Video Noise Contrastive Estimation (VINCE)

This is a repository containing code used to implement the models in the paper Watching the World Go By: Representation Learning from Unlabeled Videos (https://arxiv.org/abs/2003.07990).

Environment Setup

We recommend using Anaconda to manage your environment setup and run our code. The following commands will create an environment similar to ours with minimal requirements.

Conda

conda create -n video-env python=3.6.8
conda deactivate
conda env update -n video-env -f env.yml
conda activate video-env
pip install git+https://github.com/danielgordon10/dg_util.git -U

Virtualenv

If you instead prefer virtualenv or similar, we have also provided a requirements.txt.

virtualenv --python=python3.6 video-env
source video-env/bin/activate
pip install -r requirements.txt

Downlaod Random Related Video Views (R2V2)

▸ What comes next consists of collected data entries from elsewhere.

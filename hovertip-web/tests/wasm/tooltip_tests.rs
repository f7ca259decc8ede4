#![cfg(target_arch = "wasm32")]

use hovertip_core::TriggerEvent;
use hovertip_web::components::{Popover, PopoverContent, PopoverProps, Tooltip};
use hovertip_web::dom;
use hovertip_web::TooltipOptions;
use std::cell::Cell;
use std::rc::Rc;
use wasm_bindgen_test::*;
use web_sys::{
    Element, EventTarget, FocusEvent, FocusEventInit, KeyboardEvent, KeyboardEventInit,
    MouseEvent, MouseEventInit,
};
use yew::prelude::*;

wasm_bindgen_test::wasm_bindgen_test_configure!(run_in_browser);

#[function_component(Fixture)]
fn fixture() -> Html {
    html! {
        <Tooltip id={AttrValue::from("fixture")} content={html! { <>{ "Hi" }</> }}>
            { "Hover me" }
        </Tooltip>
    }
}

#[function_component(DelayedFixture)]
fn delayed_fixture() -> Html {
    html! {
        <Tooltip
            id={AttrValue::from("delayed")}
            content={html! { <>{ "Later" }</> }}
            options={TooltipOptions::default().with_delay(50, 0)}
        >
            { "Wait for it" }
        </Tooltip>
    }
}

fn mount<C>() -> Element
where
    C: BaseComponent,
    C::Properties: Default,
{
    let doc = dom::document().expect("document available");
    let root = doc.create_element("div").expect("create root");
    doc.body().expect("body").append_child(&root).expect("attach root");
    yew::Renderer::<C>::with_root(root.clone()).render();
    root
}

fn dispatch_mouse(el: &Element, kind: &str) {
    let init = MouseEventInit::new();
    init.set_bubbles(false);
    let event = MouseEvent::new_with_mouse_event_init_dict(kind, &init).expect("mouse event");
    let target: EventTarget = el.clone().into();
    let _ = target.dispatch_event(&event);
}

fn dispatch_focus(el: &Element, kind: &str, related: Option<&Element>) {
    let init = FocusEventInit::new();
    init.set_bubbles(true);
    let related: Option<EventTarget> = related.map(|el| el.clone().into());
    init.set_related_target(related.as_ref());
    let event = FocusEvent::new_with_focus_event_init_dict(kind, &init).expect("focus event");
    let target: EventTarget = el.clone().into();
    let _ = target.dispatch_event(&event);
}

fn click(el: &Element) {
    let init = MouseEventInit::new();
    init.set_bubbles(true);
    let event = MouseEvent::new_with_mouse_event_init_dict("click", &init).expect("click event");
    let target: EventTarget = el.clone().into();
    let _ = target.dispatch_event(&event);
}

fn dispatch_key(el: &Element, key: &str) {
    let init = KeyboardEventInit::new();
    init.set_key(key);
    init.set_bubbles(true);
    let event = KeyboardEvent::new_with_keyboard_event_init_dict("keydown", &init)
        .expect("keyboard event");
    let target: EventTarget = el.clone().into();
    let _ = target.dispatch_event(&event);
}

fn host(root: &Element) -> Element {
    root.query_selector(".hovertip-host")
        .expect("query host")
        .expect("host rendered")
}

fn popper_hidden(root: &Element) -> bool {
    root.query_selector("[role='tooltip']")
        .expect("query popper")
        .expect("popper rendered")
        .get_attribute("aria-hidden")
        .as_deref()
        == Some("true")
}

#[wasm_bindgen_test]
async fn hover_shows_and_leave_hides() {
    let root = mount::<Fixture>();
    dom::sleep_ms(0).await.expect("render tick");
    assert!(popper_hidden(&root));

    dispatch_mouse(&host(&root), "mouseenter");
    dom::sleep_ms(0).await.expect("render tick");
    assert!(!popper_hidden(&root));
    assert_eq!(
        host(&root).get_attribute("aria-describedby").as_deref(),
        Some("fixture-tooltip")
    );

    dispatch_mouse(&host(&root), "mouseleave");
    dom::sleep_ms(0).await.expect("render tick");
    assert!(popper_hidden(&root));
}

#[wasm_bindgen_test]
async fn escape_dismisses_open_tooltip() {
    let root = mount::<Fixture>();
    dom::sleep_ms(0).await.expect("render tick");
    dispatch_mouse(&host(&root), "mouseenter");
    dom::sleep_ms(0).await.expect("render tick");
    assert!(!popper_hidden(&root));

    dispatch_key(&host(&root), "Escape");
    dom::sleep_ms(0).await.expect("render tick");
    assert!(popper_hidden(&root));
}

#[wasm_bindgen_test]
async fn show_delay_is_honored() {
    let root = mount::<DelayedFixture>();
    dom::sleep_ms(0).await.expect("render tick");
    dispatch_mouse(&host(&root), "mouseenter");
    dom::sleep_ms(0).await.expect("render tick");
    assert!(popper_hidden(&root), "panel should wait for the delay");

    dom::sleep_ms(120).await.expect("delay elapsed");
    assert!(!popper_hidden(&root));
}

/// Show and hide counts reported through the popover callbacks.
#[derive(Clone, Default)]
struct Counts {
    shows: Rc<Cell<u32>>,
    hides: Rc<Cell<u32>>,
}

impl Counts {
    fn get(&self) -> (u32, u32) {
        (self.shows.get(), self.hides.get())
    }
}

fn popover_props(trigger: TriggerEvent, options: TooltipOptions, counts: &Counts) -> PopoverProps {
    let shows = Rc::clone(&counts.shows);
    let hides = Rc::clone(&counts.hides);
    PopoverProps {
        trigger,
        content: PopoverContent::Rich(html! { <a href="#more" class="more">{ "More" }</a> }),
        options,
        id: None,
        style: None,
        aria_label: None,
        on_show: Callback::from(move |()| shows.set(shows.get() + 1)),
        on_hide: Callback::from(move |()| hides.set(hides.get() + 1)),
        children: Children::new(vec![html! { <button class="reference">{ "Ref" }</button> }]),
    }
}

fn mount_popover(props: PopoverProps) -> (Element, yew::AppHandle<Popover>) {
    let doc = dom::document().expect("document available");
    let root = doc.create_element("div").expect("create root");
    doc.body().expect("body").append_child(&root).expect("attach root");
    let handle = yew::Renderer::<Popover>::with_root_and_props(root.clone(), props).render();
    (root, handle)
}

fn find(root: &Element, selector: &str) -> Element {
    root.query_selector(selector)
        .expect("query")
        .unwrap_or_else(|| panic!("{selector} rendered"))
}

#[wasm_bindgen_test]
async fn hover_reports_show_and_hide_once() {
    let counts = Counts::default();
    let (root, _app) = mount_popover(popover_props(
        TriggerEvent::MouseEnter,
        TooltipOptions::default(),
        &counts,
    ));
    dom::sleep_ms(0).await.expect("render tick");
    assert_eq!(counts.get(), (0, 0));

    dispatch_mouse(&host(&root), "mouseenter");
    dom::sleep_ms(0).await.expect("render tick");
    assert_eq!(counts.get(), (1, 0));

    dispatch_mouse(&host(&root), "mouseleave");
    dom::sleep_ms(0).await.expect("render tick");
    assert_eq!(counts.get(), (1, 1));
}

#[wasm_bindgen_test]
async fn focus_moving_into_panel_keeps_it_open() {
    let counts = Counts::default();
    let (root, _app) = mount_popover(popover_props(
        TriggerEvent::Focus,
        TooltipOptions::default(),
        &counts,
    ));
    dom::sleep_ms(0).await.expect("render tick");
    let reference = find(&root, ".reference");
    let link = find(&root, ".more");

    dispatch_focus(&reference, "focusin", None);
    dom::sleep_ms(0).await.expect("render tick");
    assert!(!popper_hidden(&root));

    dispatch_focus(&reference, "focusout", Some(&link));
    dispatch_focus(&link, "focusin", Some(&reference));
    dom::sleep_ms(0).await.expect("render tick");
    assert!(!popper_hidden(&root));
    assert_eq!(counts.get(), (1, 0));

    dispatch_focus(&link, "focusout", None);
    dom::sleep_ms(0).await.expect("render tick");
    assert!(popper_hidden(&root));
    assert_eq!(counts.get(), (1, 1));
}

#[wasm_bindgen_test]
async fn click_toggles_and_clicks_inside_panel_do_not() {
    let counts = Counts::default();
    let (root, _app) = mount_popover(popover_props(
        TriggerEvent::Click,
        TooltipOptions::default(),
        &counts,
    ));
    dom::sleep_ms(0).await.expect("render tick");
    let reference = find(&root, ".reference");

    click(&reference);
    dom::sleep_ms(0).await.expect("render tick");
    assert!(!popper_hidden(&root));

    click(&find(&root, ".more"));
    dom::sleep_ms(0).await.expect("render tick");
    assert!(!popper_hidden(&root), "panel clicks keep it open");

    click(&reference);
    dom::sleep_ms(0).await.expect("render tick");
    assert!(popper_hidden(&root));
    assert_eq!(counts.get(), (1, 1));
}

#[wasm_bindgen_test]
async fn reentering_during_hide_delay_keeps_panel() {
    let counts = Counts::default();
    let (root, _app) = mount_popover(popover_props(
        TriggerEvent::MouseEnter,
        TooltipOptions::default().with_delay(0, 60),
        &counts,
    ));
    dom::sleep_ms(0).await.expect("render tick");

    dispatch_mouse(&host(&root), "mouseenter");
    dom::sleep_ms(0).await.expect("render tick");
    dispatch_mouse(&host(&root), "mouseleave");
    dom::sleep_ms(0).await.expect("render tick");
    assert!(!popper_hidden(&root), "hide waits for the delay");

    dispatch_mouse(&host(&root), "mouseenter");
    dom::sleep_ms(120).await.expect("delay elapsed");
    assert!(!popper_hidden(&root), "stale hide timer is ignored");
    assert_eq!(counts.get(), (1, 0));

    dispatch_mouse(&host(&root), "mouseleave");
    dom::sleep_ms(120).await.expect("delay elapsed");
    assert!(popper_hidden(&root));
    assert_eq!(counts.get(), (1, 1));
}

#[wasm_bindgen_test]
async fn disabled_hover_does_not_show_after_reenable() {
    let counts = Counts::default();
    let (root, mut app) = mount_popover(popover_props(
        TriggerEvent::MouseEnter,
        TooltipOptions::default().with_disabled(true),
        &counts,
    ));
    dom::sleep_ms(0).await.expect("render tick");

    dispatch_mouse(&host(&root), "mouseenter");
    dom::sleep_ms(0).await.expect("render tick");
    assert!(popper_hidden(&root));
    assert_eq!(counts.get(), (0, 0));

    app.update(popover_props(
        TriggerEvent::MouseEnter,
        TooltipOptions::default(),
        &counts,
    ));
    dom::sleep_ms(0).await.expect("render tick");
    assert!(popper_hidden(&root), "re-enabling alone does not show");
    assert_eq!(counts.get(), (0, 0));
}

#[wasm_bindgen_test]
async fn controlled_open_reports_show_on_mount_and_hide_on_close() {
    let counts = Counts::default();
    let (root, mut app) = mount_popover(popover_props(
        TriggerEvent::Manual,
        TooltipOptions::default().with_open(Some(true)),
        &counts,
    ));
    dom::sleep_ms(0).await.expect("render tick");
    assert!(!popper_hidden(&root));
    assert_eq!(counts.get(), (1, 0));

    dispatch_mouse(&host(&root), "mouseenter");
    app.update(popover_props(
        TriggerEvent::Manual,
        TooltipOptions::default().with_open(Some(false)),
        &counts,
    ));
    dom::sleep_ms(0).await.expect("render tick");
    assert!(popper_hidden(&root));
    assert_eq!(counts.get(), (1, 1));
}
//! Showcase page mounted by the `demo` build.

use crate::components::foundation as f;
use crate::components::{Popover, PopoverContent, Tooltip};
use hovertip_core::presets;

fn preset_or_default(name: &str) -> f::TooltipOptions {
    presets::load(name).unwrap_or_else(|err| {
        log::error!("falling back to default tooltip options: {err}");
        f::TooltipOptions::default()
    })
}

#[f::function_component(Showcase)]
pub fn showcase() -> f::Html {
    let shows = f::use_state(|| 0_u32);
    let on_show = {
        let shows = shows.clone();
        f::Callback::from(move |()| shows.set(*shows + 1))
    };
    let placements = [
        f::Placement::Top,
        f::Placement::Right,
        f::Placement::Bottom,
        f::Placement::Left,
    ];

    f::html! {
        <main class="p-8 space-y-6">
            <p>
                { "Terms like " }
                <Tooltip
                    with_underline={true}
                    content={f::html! { <span>{ "A short definition." }</span> }}
                    options={preset_or_default("glossary")}
                    on_show={on_show}
                >
                    { "latency" }
                </Tooltip>
                { format!(" have been explained {} times.", *shows) }
            </p>
            <div class="flex gap-4">
                { for placements.iter().map(|placement| f::html! {
                    <Tooltip
                        class={f::classes!("w-48")}
                        content={f::html! { <>{ placement.as_str() }</> }}
                        options={f::TooltipOptions::default().with_placement(*placement).with_arrow(true)}
                    >
                        <button class="btn">{ placement.as_str() }</button>
                    </Tooltip>
                }) }
            </div>
            <Popover
                trigger={f::TriggerEvent::Click}
                content={PopoverContent::Text("Click again to close".into())}
                options={preset_or_default("hint")}
            >
                <button class="btn">{ "Click trigger" }</button>
            </Popover>
        </main>
    }
}
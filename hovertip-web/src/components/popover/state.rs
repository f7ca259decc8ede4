use crate::dom;
use hovertip_core::{Delays, Effect, TooltipOptions, Visibility, VisibilityEvent, VisibilityMachine};
use std::cell::RefCell;
use std::rc::Rc;
use wasm_bindgen_futures::spawn_local;
use yew::prelude::*;
use yew::{UseStateHandle, hook};

/// Drives a [`VisibilityMachine`] and carries out the effects it returns.
#[derive(Clone)]
struct Driver {
    machine: Rc<RefCell<VisibilityMachine>>,
    visible: UseStateHandle<bool>,
    delays: Delays,
    /// Set while `disabled` or a controlled `open` owns visibility.
    suppressed: bool,
}

impl Driver {
    fn dispatch(&self, event: VisibilityEvent) {
        if self.suppressed
            && matches!(
                event,
                VisibilityEvent::Activate | VisibilityEvent::Deactivate | VisibilityEvent::Toggle
            )
        {
            log::trace!("ignoring {event:?} while visibility is overridden");
            return;
        }
        let effect = self.machine.borrow_mut().step(event, self.delays);
        match effect {
            Some(Effect::Show) => {
                log::debug!("tooltip shown after {event:?}");
                self.visible.set(true);
            }
            Some(Effect::Hide) => {
                log::debug!("tooltip hidden after {event:?}");
                self.visible.set(false);
            }
            Some(
                Effect::ScheduleShow {
                    generation,
                    delay_ms,
                }
                | Effect::ScheduleHide {
                    generation,
                    delay_ms,
                },
            ) => self.schedule(generation, delay_ms),
            None => {
                if let VisibilityEvent::TimerElapsed(generation) = event {
                    log::trace!("ignoring stale tooltip timer {generation}");
                }
            }
        }
    }

    fn schedule(&self, generation: u64, delay_ms: u32) {
        let driver = self.clone();
        let duration = i32::try_from(delay_ms).unwrap_or(i32::MAX);
        spawn_local(async move {
            if let Err(err) = dom::sleep_ms(duration).await {
                let message = dom::js_error_message(&err);
                log::error!("tooltip timer failed: {message}");
                dom::console_error(&format!("tooltip timer failed: {message}"));
            }
            driver.dispatch(VisibilityEvent::TimerElapsed(generation));
        });
    }
}

/// Visibility of one popover plus a way to feed it events.
#[derive(Clone)]
pub struct VisibilityHandle {
    visible: bool,
    driver: Driver,
}

impl VisibilityHandle {
    /// Whether the trigger side currently wants the panel shown.
    #[must_use]
    pub const fn visible(&self) -> bool {
        self.visible
    }

    /// Current state of the underlying machine.
    #[must_use]
    pub fn state(&self) -> Visibility {
        self.driver.machine.borrow().state()
    }

    pub fn dispatch(&self, event: VisibilityEvent) {
        self.driver.dispatch(event);
    }

    /// A DOM listener that feeds `event` regardless of the DOM event payload.
    #[must_use]
    pub fn listener<E: 'static>(&self, event: VisibilityEvent) -> Callback<E> {
        let driver = self.driver.clone();
        Callback::from(move |_: E| driver.dispatch(event))
    }
}

/// Trigger-driven visibility for a popover.
///
/// Trigger events are ignored while `disabled` is set or `open` is controlled,
/// and the machine is reset when either override starts.
#[hook]
pub fn use_visibility(options: &TooltipOptions) -> VisibilityHandle {
    let machine = use_mut_ref(VisibilityMachine::new);
    let visible = use_state_eq(|| false);
    let suppressed = options.disabled || options.open.is_some();
    let driver = Driver {
        machine,
        visible: visible.clone(),
        delays: Delays::from(options),
        suppressed,
    };

    {
        let driver = driver.clone();
        use_effect_with(suppressed, move |suppressed| {
            if *suppressed {
                driver.dispatch(VisibilityEvent::Dismiss);
            }
            || {}
        });
    }

    VisibilityHandle {
        visible: *visible,
        driver,
    }
}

Due to budgetary constraints, I can no longer directly host the dataset directly, however I have made available a script to recreate the dataset. Note however that many of the original videos have since been deleted from youtube, so their data cannot be recreated. If you are interested in hosting the dataset for me, please contact me.

Recreate the dataset

Ensure you have set up the conda environment and installed dg_util.git as noted in Conda
Follow instructions to create cookies.txt
Run python download_scripts/recreate_r2v2_dataset.py

Notes

Original Dataset:

	Size (GB)	Number of Files	Number of Images	Number of Folders	Number of Source Videos
Train	110	2,788,424	2,784,328	4096	696,082
Val	8.8	226,620	222,524	4096	55,631

Some folders have many more images than others. This is expected.
The video and frame ids are also provided in datasets/info_files/r2v2_ids_train.txt and datasets/info_files/r2v2_ids_val.txt

Downloading your own set of YouTube videos

If you would like to download a different set of YouTube videos, you may still find our code helpful. Here is a basic workflow for downloading many YouTube videos.

Follow instructions to create cookies.txt
Create a list of many YouTube URLs to download.
1. One option would be to use youtube_scrape/search_youtube_for_urls.py
2. Another would be YouTube-8m URLs (https://github.com/danielgordon10/youtube8m-data)
Run python run_cache_video_dataset.py --title cache --description caching --num-workers 100 after appropriately formatting the files.
- Note - You can often use more workers than your CPU has threads because YouTube downloading tends to be the bottleneck.
youtube_scrape/download_kinetics.py is a convenient file for downloading Kinetics videos.

Create cookies.txt

Follow instructions at https://apple.stackexchange.com/a/349759
Go to any youtube video: https://www.youtube.com/watch?v=AKQE9RyOIMY
Click the extension icon and save the data into youtube_scrape/cookies.txt.

Training

Train VINCE

Download R2V2 training data or create your own dataset to train on.
Read over the arguments list in arg_parser.py.
Train the model. We have provided an example train script as well as a debug script to check everything is working. Edit the paths in the file to point to your data/output locations.

Train baselines

The official MoCo baseline is available at https://github.com/facebookresearch/moco, but for our work, we wrote our own version.
We have provided an example train script to train this model.
We additionally include MoCoV2 baseline scripts for ResNet50 at vince/train_moco_v2.sh.
We additionally include the Jigsaw method from PIRL and an accompanying script vince/train_vince_jigsaw.sh. Pretrained weights and results are currently not provided.

Train End Task

We include various end tasks and an interface for easily adding more. Training scripts for each task are available at:
New end tasks can be added by creating a new solver which inherits from EndTaskBaseSolver and an accompanying dataset which inherits from BaseDataset.

Evaluation

While training each end task, evaluation is done after every epoch on a val set.
If more evaluation is needed, it can be added by implementing run_eval for that solver. For an example, see solvers/end_task_tracking_solver.py and end_tasks/eval_tracking.sh.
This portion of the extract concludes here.